Densam (Pty) Ltd v Cywilnat (Pty) Ltd
| Jurisdiction | South Africa |
| Judgment Date | 28 September 1990 |
| Citation | 1991 (1) SA 100 (A) |
Densam (Pty) Ltd v Cywilnat (Pty) Ltd
1991 (1) SA 100 (A)
1991 (1) SA p100
|
Citation |
1991 (1) SA 100 (A) |
|
Court |
Appellate Division |
|
Judge |
Botha JA, Eksteen JA, F H Grosskopf JA, Friedman AJA and Nienaber AJA |
|
Heard |
August 23, 1990 |
|
Judgment |
September 28, 1990 |
Flynote : Sleutelwoorde G
Cession — Validity of — Appellant's claim against its debtors ceded to H bank as security for moneys lent by bank to appellant on overdraft — Cession effected in favour of bank, 'its order or assigns' — Respondent purchasing bank's claim against appellant — Bank ceding to respondent its claim against appellant and its rights against appellant flowing from cession of debtors — Such cession effected without appellant's knowledge or consent — Respondent's application to interdict appellant I from collecting moneys owed by debtors granted — On appeal, appellant arguing that bank's claim against it not cedable without its consent because banker's duty to maintain secrecy concerning client's affairs importing element of delectus personae into contract between customer and banker — Court holding that, generally speaking, it was reasonable and J proper for bank to further its own interests in
1991 (1) SA p101
A regard to collecting overdraft by ceding its claim to third party — On facts of present case, Court finding that bank wished to dispose of its claim against appellant for its own benefit — Question whether claim not cedable because contract involved delectus personae to be answered with reference to nature of debtor's obligation vis-à-vis cedent, being B the counterpart to the cedent's right, the subject-matter of the transfer comprising the cession — Principle applicable that, unless contract so personal in character that it can make reasonable or substantial difference to other party whether cedent or cessionary entitled to enforce performance of obligation, right of action may C freely be ceded — Applying such principle, Court finding that it could make no difference to appellant whether bank or respondent exercised right to enforce payment — Bank's claim against appellant thus cedable — Appellant's argument that, since cession of its claims against its debtors had been in securitatem debiti, appellant retained reversionary interest in rights ceded, which interest not cedable without its consent D — Court holding that cession in favour of bank, 'its order or assigns' indicating that transfer of bank's rights to third party by means of cession contemplated — Appellant had expressly consented in advance to cession of bank's rights — Appeal thus dismissed.
Headnote : Kopnota
E The appellant had been indebted to a bank for moneys lent to it on overdraft. As security for the loan, the appellant had ceded to the bank its (the appellant's) claims against all its debtors. Such cession was incorporated in a document headed 'cession of debtors'. In terms of the 'cession of debtors' the cession by the appellant had been in favour of the bank, 'its order or assigns'. The respondent purchased the bank's claim against the appellant for a sum of R70000. The bank had then ceded to the respondent its claim against the appellant, and also its rights against the appellant flowing from the appellant's 'cession of debtors' in favour of the bank. The cession to the respondent had been effected without the appellant's knowledge or consent. The respondent, relying on its rights flowing from the 'cession of debtors', brought an application in a Local Division for an order, inter alia, interdicting the appellant from collecting any moneys owed to it by its debtors; directing it to hand to the respondent all moneys and cheques upon receipt thereof from its debtors; and directing it to hand to the respondent a schedule of its debtors. The application was opposed on the grounds, inter alia, that the bank's claim against the appellant was not capable of cession. The rule nisi which had been issued was confirmed, its terms to operate until the respondent's claim against the appellant had been satisfied. In an appeal, the appellant contended, inter alia, that (a) the bank's claim against it was not cedable; (b) the security held by the bank in the form of the cession by the appellant to the bank of the appellant's claims against its debtors was not cedable; and (c) when the respondent had taken cession of the bank's claim against the appellant, it had done so as an agent acting on behalf of other persons and was not entitled to enforce the claim in its own name.
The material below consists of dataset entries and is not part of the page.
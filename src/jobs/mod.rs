//! Background job scheduler.
//!
//! A single tokio task wakes every `scheduler.tick_seconds`, works out which
//! jobs are due for today and runs them. The last run date of every job is
//! kept in `system_state`, so a restart within the same period never repeats
//! a job.

use crate::{
    config::settings::SchedulerConfig,
    core::{
        auth::purge_expired_sessions,
        carry_over::{format_carry_over_summary, process_all_users_carry_over},
        period::previous_month,
        system_state::{get_date, set_date},
    },
    emails::{
        EmailOutcome, mailer::Mailer, monthly_summary::send_monthly_summaries,
        weekly_reminder::send_weekly_reminders, weekly_summary::send_weekly_summaries,
        yearly_summary::send_yearly_summaries,
    },
    errors::Result,
};
use chrono::{Datelike, Days, NaiveDate, Utc, Weekday};
use sea_orm::DatabaseConnection;
use serde::Serialize;
use std::{sync::Arc, time::Duration};
use tracing::{debug, error, info};

/// Every scheduled job.
#[derive(Debug, Clone, Copy, PartialEq, Eq, Serialize)]
#[serde(rename_all = "snake_case")]
pub enum Job {
    /// Close out last month's budgets for every user
    CarryOver,
    /// Nudge inactive users
    WeeklyReminder,
    /// Seven-day summary
    WeeklySummary,
    /// Month summary, on the month's last day
    MonthlySummary,
    /// Year in review, on December 31st
    YearlySummary,
    /// Daily removal of expired login sessions
    SessionCleanup,
}

impl Job {
    /// Jobs in the order they run within a tick.
    pub const ALL: [Self; 6] = [
        Self::CarryOver,
        Self::WeeklyReminder,
        Self::WeeklySummary,
        Self::MonthlySummary,
        Self::YearlySummary,
        Self::SessionCleanup,
    ];

    /// `system_state` key holding the last run date.
    #[must_use]
    pub const fn state_key(self) -> &'static str {
        match self {
            Self::CarryOver => "job_last_run:carry_over",
            Self::WeeklyReminder => "job_last_run:weekly_reminder",
            Self::WeeklySummary => "job_last_run:weekly_summary",
            Self::MonthlySummary => "job_last_run:monthly_summary",
            Self::YearlySummary => "job_last_run:yearly_summary",
            Self::SessionCleanup => "job_last_run:session_cleanup",
        }
    }

    /// Whether the job should run on `today` given when it last ran.
    ///
    /// The carry-over runs once per calendar month, from its first day on, so
    /// a server that was down on the 1st catches up. Emails only go out on
    /// their trigger day.
    #[must_use]
    pub fn is_due(
        self,
        today: NaiveDate,
        last_run: Option<NaiveDate>,
        weekly_day: Weekday,
    ) -> bool {
        if last_run == Some(today) {
            return false;
        }
        match self {
            Self::CarryOver => {
                last_run.is_none_or(|last| {
                    (last.year(), last.month()) != (today.year(), today.month())
                })
            }
            Self::WeeklyReminder | Self::WeeklySummary => today.weekday() == weekly_day,
            Self::MonthlySummary => is_last_day_of_month(today),
            Self::YearlySummary => today.month() == 12 && today.day() == 31,
            Self::SessionCleanup => true,
        }
    }
}

fn is_last_day_of_month(date: NaiveDate) -> bool {
    date.checked_add_days(Days::new(1))
        .is_some_and(|next| next.month() != date.month())
}

/// What a job did.
#[derive(Debug, Clone, PartialEq, Eq, Serialize)]
#[serde(untagged)]
pub enum JobReport {
    /// Counters of an email job
    Emails(EmailOutcome),
    /// Users whose budgets were carried over
    CarryOver {
        /// Users processed
        users: usize,
    },
    /// Expired sessions deleted
    Sessions {
        /// Rows removed
        removed: u64,
    },
}

/// Runs a single job for `today`.
pub async fn run_job(
    db: &DatabaseConnection,
    mailer: &dyn Mailer,
    job: Job,
    today: NaiveDate,
) -> Result<JobReport> {
    match job {
        Job::CarryOver => {
            let (year, month) = previous_month(today.year(), today.month());
            let results = process_all_users_carry_over(db, year, month).await?;
            for (user_id, result) in &results {
                debug!(user_id, "{}", format_carry_over_summary(year, month, result));
            }
            Ok(JobReport::CarryOver { users: results.len() })
        }
        Job::WeeklyReminder => {
            send_weekly_reminders(db, mailer, today).await.map(JobReport::Emails)
        }
        Job::WeeklySummary => {
            send_weekly_summaries(db, mailer, today).await.map(JobReport::Emails)
        }
        Job::MonthlySummary => {
            send_monthly_summaries(db, mailer, today).await.map(JobReport::Emails)
        }
        Job::YearlySummary => {
            send_yearly_summaries(db, mailer, today).await.map(JobReport::Emails)
        }
        Job::SessionCleanup => {
            let removed = purge_expired_sessions(db, Utc::now()).await?;
            Ok(JobReport::Sessions { removed })
        }
    }
}

/// Runs every job due on `today` and records its run date.
///
/// A failing job is logged and left unrecorded so the next tick retries it.
pub async fn run_due_jobs(
    db: &DatabaseConnection,
    mailer: &dyn Mailer,
    weekly_day: Weekday,
    today: NaiveDate,
) -> Result<Vec<(Job, JobReport)>> {
    let mut reports = Vec::new();
    for job in Job::ALL {
        let last_run = get_date(db, job.state_key()).await?;
        if !job.is_due(today, last_run, weekly_day) {
            continue;
        }

        match run_job(db, mailer, job, today).await {
            Ok(report) => {
                set_date(db, job.state_key(), today).await?;
                info!(?job, ?report, "Scheduled job finished");
                reports.push((job, report));
            }
            Err(e) => error!(?job, error = %e, "Scheduled job failed"),
        }
    }
    Ok(reports)
}

/// Ticks forever, running due jobs. Spawn this on its own task.
pub async fn run_scheduler(
    db: DatabaseConnection,
    mailer: Arc<dyn Mailer>,
    config: SchedulerConfig,
) -> Result<()> {
    let weekly_day = config.weekly_weekday()?;
    let mut interval = tokio::time::interval(Duration::from_secs(config.tick_seconds.max(1)));
    info!(tick_seconds = config.tick_seconds, %weekly_day, "Scheduler started");

    loop {
        interval.tick().await;
        let today = Utc::now().date_naive();
        if let Err(e) = run_due_jobs(&db, mailer.as_ref(), weekly_day, today).await {
            error!(error = %e, "Scheduler tick failed");
        }
    }
}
As to contention (a), the appellant contended that 'the character of the contract between a banker and its customer was so personal in nature that the element described as delectus personae was present, thus rendering any claim which a banker might have against its customer not I cedable without the consent of the customer'. Such element was said to arise out of the banker's duty to maintain confidentiality and secrecy concerning his client's affairs. The respondent argued that in South African law such duty did not exist but that if it did one of the circumstances which relieved a banker of the duty of secrecy was where the interests of the bank required disclosure, such as where, in order to realise its claim, a bank sought to dispose of its client's claim. The appellant argued that the relaxation of secrecy in such context should be confined to cases where the bank itself sought directly to J enforce its
1991 (1) SA p102
A claim. As to contention (b), it was submitted for the appellant that the rights afforded to the bank in terms of the cession of book debts had been so personal in character that they could not validly have been transferred to the respondent without the appellant's consent and, further, that since the cession of book debts had been one in securitatem debiti the appellant had retained a reversionary interest in the rights ceded, which interest could not have been ceded without its consent. As to contention (c), the appellant argued that the respondent B (a company used by a firm of attorneys for taking cession of claims from clients of the firm who did not wish to institute proceedings in their own names) had acted as agent for the brothers of the controlling shareholder in the appellant when it had acquired the bank's claim against the appellant, and that the respondent was accordingly not entitled to enforce the claim in its own name.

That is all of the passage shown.